Segment Start: EXTRACTED RECORDS

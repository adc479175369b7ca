//! Gate configuration and per-call overrides.

use std::collections::{BTreeMap, BTreeSet};
use std::fmt;
use std::sync::Arc;

use crate::verifier::Verifier;

/// Response headers, keyed by header name.
pub type Headers = BTreeMap<String, String>;

/// Builds response headers from the effective configuration.
pub type HeaderBuilder = Arc<dyn Fn(&Config) -> Headers + Send + Sync>;

/// Renders a response body from the effective configuration.
///
/// The renderer sees only the configuration, not the request. Hosts that
/// need request data in the 401 body rewrite the body of the
/// [`GateDecision::Halt`](crate::web::GateDecision::Halt) response instead.
pub type BodyRenderer = Arc<dyn Fn(&Config) -> String + Send + Sync>;

/// Realm used when none is configured.
pub const DEFAULT_REALM: &str = "Restricted Area";

/// Name of the challenge header sent with 401 responses.
pub const WWW_AUTHENTICATE: &str = "WWW-Authenticate";

/// Immutable gate configuration.
///
/// A `Config` is built once at application setup with [`Config::configure`]
/// and then shared read-only by every request. Per-route adjustments are
/// expressed as [`ConfigOverrides`] and merged with [`Config::merge`], which
/// returns a new value and leaves the receiver untouched.
///
/// # Examples
///
/// ```
/// use http_auth_gate::{Config, ConfigOverrides};
///
/// let global = Config::default().configure(ConfigOverrides::new().realm("NetherRealm"));
/// assert_eq!(global.realm(), "NetherRealm");
/// assert!(global.accepts("basic"));
///
/// let route = global.merge(&ConfigOverrides::new().schemes(["Bearer"]));
/// assert!(route.accepts("bearer"));
/// assert!(!route.accepts("basic"));
/// assert_eq!(route.realm(), "NetherRealm");
/// ```
#[derive(Clone)]
pub struct Config {
    realm: String,
    schemes: BTreeSet<String>,
    unauthorized_headers: HeaderBuilder,
    bad_request_headers: HeaderBuilder,
    unauthorized_body: Option<BodyRenderer>,
    verifier: Option<Arc<dyn Verifier>>,
}

impl Default for Config {
    fn default() -> Self {
        Self {
            realm: DEFAULT_REALM.to_string(),
            schemes: BTreeSet::from(["basic".to_string()]),
            unauthorized_headers: Arc::new(basic_challenge),
            bad_request_headers: Arc::new(|_: &Config| Headers::new()),
            unauthorized_body: None,
            verifier: None,
        }
    }
}

impl Config {
    /// Registers application-wide options on top of this configuration.
    ///
    /// Equivalent to [`merge`](Self::merge) but consumes the receiver, which
    /// reads naturally in setup code that layers several option sets.
    pub fn configure(self, overrides: ConfigOverrides) -> Self {
        self.merge(&overrides)
    }

    /// Returns a new configuration with every set override field replacing
    /// the corresponding field of `self`.
    ///
    /// The merge is shallow: a `schemes` override replaces the whole set. An
    /// empty `schemes` override is ignored so the accepted set never becomes
    /// empty.
    pub fn merge(&self, overrides: &ConfigOverrides) -> Self {
        let schemes = match &overrides.schemes {
            Some(schemes) if !schemes.is_empty() => schemes.clone(),
            _ => self.schemes.clone(),
        };

        Self {
            realm: overrides
                .realm
                .clone()
                .unwrap_or_else(|| self.realm.clone()),
            schemes,
            unauthorized_headers: overrides
                .unauthorized_headers
                .clone()
                .unwrap_or_else(|| Arc::clone(&self.unauthorized_headers)),
            bad_request_headers: overrides
                .bad_request_headers
                .clone()
                .unwrap_or_else(|| Arc::clone(&self.bad_request_headers)),
            unauthorized_body: overrides
                .unauthorized_body
                .clone()
                .or_else(|| self.unauthorized_body.clone()),
            verifier: overrides
                .verifier
                .clone()
                .or_else(|| self.verifier.clone()),
        }
    }

    /// The protection-space name echoed in the challenge header.
    pub fn realm(&self) -> &str {
        &self.realm
    }

    /// The accepted schemes, lowercase.
    pub fn schemes(&self) -> &BTreeSet<String> {
        &self.schemes
    }

    /// Whether `scheme` (any case) is accepted.
    pub fn accepts(&self, scheme: &str) -> bool {
        self.schemes.contains(&scheme.to_ascii_lowercase())
    }

    /// The configured default verifier, if any.
    pub fn verifier(&self) -> Option<&Arc<dyn Verifier>> {
        self.verifier.as_ref()
    }

    /// Headers for a 401 response.
    pub fn unauthorized_headers(&self) -> Headers {
        (self.unauthorized_headers)(self)
    }

    /// Headers for a 400 response.
    pub fn bad_request_headers(&self) -> Headers {
        (self.bad_request_headers)(self)
    }

    /// Body for a 401 response; empty unless a renderer is configured.
    pub fn unauthorized_body(&self) -> String {
        self.unauthorized_body
            .as_ref()
            .map(|render| render(self))
            .unwrap_or_default()
    }
}

impl fmt::Debug for Config {
    fn fmt(&self, f: &mut fmt::Formatter<'_>) -> fmt::Result {
        f.debug_struct("Config")
            .field("realm", &self.realm)
            .field("schemes", &self.schemes)
            .field("unauthorized_body", &self.unauthorized_body.is_some())
            .field("verifier", &self.verifier.is_some())
            .finish_non_exhaustive()
    }
}

/// The default 401 header builder: `WWW-Authenticate: Basic realm="<realm>"`.
pub fn basic_challenge(config: &Config) -> Headers {
    Headers::from([(
        WWW_AUTHENTICATE.to_string(),
        format!("Basic realm=\"{}\"", config.realm()),
    )])
}

/// Partial configuration; every unset field inherits from the base.
///
/// # Examples
///
/// ```
/// use http_auth_gate::{verify_bearer, Config, ConfigOverrides};
///
/// let overrides = ConfigOverrides::new()
///     .schemes(["bearer"])
///     .verifier(verify_bearer(|t| t == "4t0k3n"));
///
/// let config = Config::default().merge(&overrides);
/// assert!(config.verifier().is_some());
/// ```
#[derive(Clone, Default)]
pub struct ConfigOverrides {
    realm: Option<String>,
    schemes: Option<BTreeSet<String>>,
    unauthorized_headers: Option<HeaderBuilder>,
    bad_request_headers: Option<HeaderBuilder>,
    unauthorized_body: Option<BodyRenderer>,
    verifier: Option<Arc<dyn Verifier>>,
}

impl ConfigOverrides {
    /// Creates an empty set of overrides.
    pub fn new() -> Self {
        Self::default()
    }

    /// Sets the realm.
    pub fn realm(mut self, realm: impl Into<String>) -> Self {
        self.realm = Some(realm.into());
        self
    }

    /// Replaces the accepted schemes. Names are lowercased.
    pub fn schemes<I, S>(mut self, schemes: I) -> Self
    where
        I: IntoIterator<Item = S>,
        S: AsRef<str>,
    {
        self.schemes = Some(
            schemes
                .into_iter()
                .map(|s| s.as_ref().to_ascii_lowercase())
                .collect(),
        );
        self
    }

    /// Sets the 401 header builder.
    pub fn unauthorized_headers<F>(mut self, build: F) -> Self
    where
        F: Fn(&Config) -> Headers + Send + Sync + 'static,
    {
        self.unauthorized_headers = Some(Arc::new(build));
        self
    }

    /// Sets the 400 header builder.
    pub fn bad_request_headers<F>(mut self, build: F) -> Self
    where
        F: Fn(&Config) -> Headers + Send + Sync + 'static,
    {
        self.bad_request_headers = Some(Arc::new(build));
        self
    }

    /// Sets a renderer for the 401 body. See [`BodyRenderer`] for what it can see.
    pub fn unauthorized_body<F>(mut self, render: F) -> Self
    where
        F: Fn(&Config) -> String + Send + Sync + 'static,
    {
        self.unauthorized_body = Some(Arc::new(render));
        self
    }

    /// Sets the default verifier.
    pub fn verifier(mut self, verifier: impl Verifier + 'static) -> Self {
        self.verifier = Some(Arc::new(verifier));
        self
    }

    /// Sets the default verifier from an already shared handle.
    pub fn shared_verifier(mut self, verifier: Arc<dyn Verifier>) -> Self {
        self.verifier = Some(verifier);
        self
    }
}

impl fmt::Debug for ConfigOverrides {
    fn fmt(&self, f: &mut fmt::Formatter<'_>) -> fmt::Result {
        f.debug_struct("ConfigOverrides")
            .field("realm", &self.realm)
            .field("schemes", &self.schemes)
            .field("unauthorized_headers", &self.unauthorized_headers.is_some())
            .field("bad_request_headers", &self.bad_request_headers.is_some())
            .field("unauthorized_body", &self.unauthorized_body.is_some())
            .field("verifier", &self.verifier.is_some())
            .finish()
    }
}
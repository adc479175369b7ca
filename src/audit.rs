//! Structured audit records for authentication decisions.
//!
//! One [`AuthEvent`] is produced per evaluation. It holds only metadata that
//! is safe to log: the request id, the lowercase scheme, the decision, a
//! short static reason, and the Basic username on success. Passwords, tokens
//! and raw header text never appear.

use std::fmt;

use crate::outcome::Outcome;

/// Tracing target used for audit records.
pub const AUDIT_TARGET: &str = "http_auth_gate::audit";

/// Decision recorded in an audit event.
#[derive(Debug, Clone, Copy, PartialEq, Eq)]
pub enum AuditOutcome {
    /// Credentials accepted
    Authenticated,
    /// Missing, not accepted, or rejected credentials
    Unauthorized,
    /// Unparsable header or failing verifier
    Malformed,
}

impl From<&Outcome> for AuditOutcome {
    fn from(outcome: &Outcome) -> Self {
        match outcome {
            Outcome::Authenticated { .. } => AuditOutcome::Authenticated,
            Outcome::Unauthorized { .. } => AuditOutcome::Unauthorized,
            Outcome::MalformedRequest { .. } => AuditOutcome::Malformed,
        }
    }
}

impl fmt::Display for AuditOutcome {
    fn fmt(&self, f: &mut fmt::Formatter<'_>) -> fmt::Result {
        match self {
            AuditOutcome::Authenticated => write!(f, "authenticated"),
            AuditOutcome::Unauthorized => write!(f, "unauthorized"),
            AuditOutcome::Malformed => write!(f, "malformed"),
        }
    }
}

/// An audit record for one evaluation.
///
/// # Example
///
/// ```
/// use http_auth_gate::{AuthGate, Config, verify_basic};
/// use http_auth_gate::audit::AuditOutcome;
///
/// let config = Config::default();
/// let gate = AuthGate::new(&config).verifier(verify_basic(|u, p| u == "foo" && p == "bar"));
///
/// let (_, event) = gate
///     .evaluate_event(Some("Basic Zm9vOmJhcg=="), "req-1")
///     .unwrap();
///
/// assert_eq!(event.request_id(), "req-1");
/// assert_eq!(event.scheme(), Some("basic"));
/// assert_eq!(event.outcome(), AuditOutcome::Authenticated);
/// assert_eq!(event.principal(), Some("foo"));
/// ```
#[derive(Debug, Clone, PartialEq, Eq)]
pub struct AuthEvent {
    request_id: String,
    scheme: Option<String>,
    outcome: AuditOutcome,
    reason: &'static str,
    principal: Option<String>,
}

impl AuthEvent {
    pub(crate) fn new(
        request_id: impl Into<String>,
        scheme: Option<String>,
        outcome: &Outcome,
        reason: &'static str,
    ) -> Self {
        Self {
            request_id: request_id.into(),
            scheme,
            outcome: outcome.into(),
            reason,
            principal: outcome.principal().map(str::to_string),
        }
    }

    /// Returns the request identifier.
    pub fn request_id(&self) -> &str {
        &self.request_id
    }

    /// Returns the lowercase scheme, if the header had one.
    pub fn scheme(&self) -> Option<&str> {
        self.scheme.as_deref()
    }

    /// Returns the decision.
    pub fn outcome(&self) -> AuditOutcome {
        self.outcome
    }

    /// Returns the short reason for the decision.
    pub fn reason(&self) -> &'static str {
        self.reason
    }

    /// Returns the authenticated principal.
    pub fn principal(&self) -> Option<&str> {
        self.principal.as_deref()
    }

    /// Emits the event through tracing with structured fields.
    pub fn emit(&self) {
        tracing::info!(
            target: AUDIT_TARGET,
            request_id = %self.request_id,
            scheme = ?self.scheme,
            outcome = %self.outcome,
            reason = self.reason,
            principal = ?self.principal,
            "authentication decision"
        );
    }
}

impl fmt::Display for AuthEvent {
    fn fmt(&self, f: &mut fmt::Formatter<'_>) -> fmt::Result {
        write!(
            f,
            "[{}] {} ({})",
            self.request_id, self.outcome, self.reason
        )?;
        if let Some(scheme) = &self.scheme {
            write!(f, " scheme={}", scheme)?;
        }
        if let Some(principal) = &self.principal {
            write!(f, " principal={}", principal)?;
        }
        Ok(())
    }
}
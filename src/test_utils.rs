//! Shared proptest strategies for unit tests.

use proptest::prelude::*;

/// Basic user ids: anything printable except `:`.
pub fn arb_username() -> impl Strategy<Value = String> {
    prop::string::string_regex("[ -9;-~]{0,24}").unwrap()
}

/// Parameter names as they appear in Digest-style payloads.
pub fn arb_param_key() -> impl Strategy<Value = String> {
    prop::string::string_regex("[a-z][a-z0-9_-]{0,11}").unwrap()
}

/// Parameter values without commas or backslashes; quotes are allowed and
/// get escaped by the caller.
pub fn arb_param_value() -> impl Strategy<Value = String> {
    prop::string::string_regex("[A-Za-z0-9 /@.:=\"+-]{0,24}").unwrap()
}

/// Scheme names that are never one of the built-in ones.
pub fn arb_custom_scheme() -> impl Strategy<Value = String> {
    prop::string::string_regex("x-[a-z]{1,10}").unwrap()
}
//! Middleware function driving the gate for one request.
//!
//! The gate only computes an [`Outcome`](crate::Outcome). This module is the
//! thin layer that applies it to a request:
//!
//! ```text
//! HTTP Request
//!   ↓
//! Framework-specific code builds RequestAdapter
//!   ↓
//! authenticate(&mut adapter, &gate)
//!   ↓
//! Proceed (remote_user recorded)  |  Halt(Response) → host sends it as-is
//! ```

use crate::error::Error;
use crate::gate::AuthGate;
use crate::outcome::{Outcome, Response};

use super::{ExtractAuthorization, RequestAdapter};

/// What the host pipeline should do next.
#[derive(Debug, Clone, PartialEq, Eq)]
pub enum GateDecision {
    /// Continue to downstream handlers.
    Proceed,
    /// Stop processing and send this response.
    ///
    /// The response is owned by the host, which may rewrite its body with
    /// request data before sending it.
    Halt(Response),
}

impl GateDecision {
    /// Whether the request may continue.
    pub fn is_proceed(&self) -> bool {
        matches!(self, GateDecision::Proceed)
    }
}

/// Authenticates a request and applies the outcome to it.
///
/// On success the principal is recorded with
/// [`RequestAdapter::set_remote_user`] and [`GateDecision::Proceed`] is
/// returned. Otherwise the adapter is left untouched and the terminal
/// response is returned in [`GateDecision::Halt`]. Every call emits one
/// audit record.
///
/// # Errors
///
/// Returns [`Error::MissingVerifier`] if the gate has no verifier.
///
/// # Examples
///
/// ```
/// use http_auth_gate::web::{authenticate, GateDecision, RequestAdapter};
/// use http_auth_gate::{verify_basic, AuthGate, Config};
///
/// let config = Config::default();
/// let gate = AuthGate::new(&config).verifier(verify_basic(|u, p| u == "foo" && p == "bar"));
///
/// let mut adapter = RequestAdapter::new("req-1".to_string());
/// adapter.add_header("Authorization".to_string(), "Basic Zm9vOmJhcg==".to_string());
///
/// assert_eq!(authenticate(&mut adapter, &gate).unwrap(), GateDecision::Proceed);
/// assert_eq!(adapter.remote_user(), Some("foo"));
/// ```
pub fn authenticate(
    adapter: &mut RequestAdapter,
    gate: &AuthGate<'_>,
) -> Result<GateDecision, Error> {
    let (outcome, event) = gate.evaluate_event(adapter.authorization(), adapter.request_id())?;
    event.emit();

    if let Outcome::Authenticated { principal } = &outcome {
        adapter.set_remote_user(principal.clone());
    }

    Ok(outcome
        .into_response()
        .map_or(GateDecision::Proceed, GateDecision::Halt))
}
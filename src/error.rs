use thiserror::Error;

/// Errors that escape the authentication gate.
///
/// Every problem with the request itself is folded into an [`Outcome`](crate::Outcome).
/// What remains here are programming-contract violations in the application
/// that wired the gate up, so they are not meant to be rendered as HTTP
/// responses.
#[derive(Debug, Error, PartialEq, Eq)]
pub enum Error {
    /// No verifier was supplied at the call site, in the overrides, or in the
    /// global configuration.
    #[error("no verifier configured: supply one at the call site or in the global configuration")]
    MissingVerifier,
}

/// Why an `Authorization` header could not be turned into credentials.
#[derive(Debug, Clone, Error, PartialEq, Eq)]
pub enum ExtractionError {
    /// The header is absent, empty, or whitespace only.
    #[error("no authorization header provided")]
    NoHeader,
    /// The header is present but does not follow its scheme's grammar.
    #[error("malformed authorization header{}: {reason}", fmt_scheme(.scheme))]
    Malformed {
        /// The lowercase scheme, when one could be read.
        scheme: Option<String>,
        /// Short static description, safe to log.
        reason: &'static str,
    },
}

impl ExtractionError {
    pub(crate) fn malformed(scheme: impl Into<String>, reason: &'static str) -> Self {
        Self::Malformed {
            scheme: Some(scheme.into()),
            reason,
        }
    }
}

fn fmt_scheme(scheme: &Option<String>) -> String {
    match scheme {
        Some(s) => format!(" ({s})"),
        None => String::new(),
    }
}

/// Error returned by a [`Verifier`](crate::Verifier) that could not reach a decision.
///
/// The gate degrades any of these to a 400 response.
#[derive(Debug, Error)]
pub enum VerifyError {
    /// The verifier expects a different credential shape than the one parsed
    /// from the request, e.g. a Basic verifier fed a Bearer token.
    #[error("verifier expected {expected} credentials, got scheme '{scheme}'")]
    UnexpectedCredentials {
        /// The credential shape the verifier accepts.
        expected: &'static str,
        /// The scheme that was actually presented.
        scheme: String,
    },
    /// The verifier itself failed.
    #[error("verifier failed: {0}")]
    Failed(#[source] Box<dyn std::error::Error + Send + Sync>),
}

impl VerifyError {
    /// Wraps any error raised while verifying.
    pub fn failed(err: impl Into<Box<dyn std::error::Error + Send + Sync>>) -> Self {
        Self::Failed(err.into())
    }
}

#[cfg(test)]
mod tests {
    use super::*;

    #[test]
    fn malformed_display_names_scheme() {
        let err = ExtractionError::malformed("basic", "invalid base64");
        assert_eq!(
            err.to_string(),
            "malformed authorization header (basic): invalid base64"
        );
    }

    #[test]
    fn malformed_display_without_scheme() {
        let err = ExtractionError::Malformed {
            scheme: None,
            reason: "missing credentials",
        };
        assert_eq!(
            err.to_string(),
            "malformed authorization header: missing credentials"
        );
    }

    #[test]
    fn verify_error_wraps_string_messages() {
        let err = VerifyError::failed("backend unavailable");
        assert_eq!(err.to_string(), "verifier failed: backend unavailable");
        assert!(std::error::Error::source(&err).is_some());
    }
}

Segment End: EXTRACTED RECORDS

DIRECTIONS FOR THIS TASK: Which of the lines above hold the string "enum"? Copy each one.

PROBLEM SOLUTION:
pub enum AuditOutcome {
pub enum GateDecision {
pub enum Error {
pub enum ExtractionError {
pub enum VerifyError {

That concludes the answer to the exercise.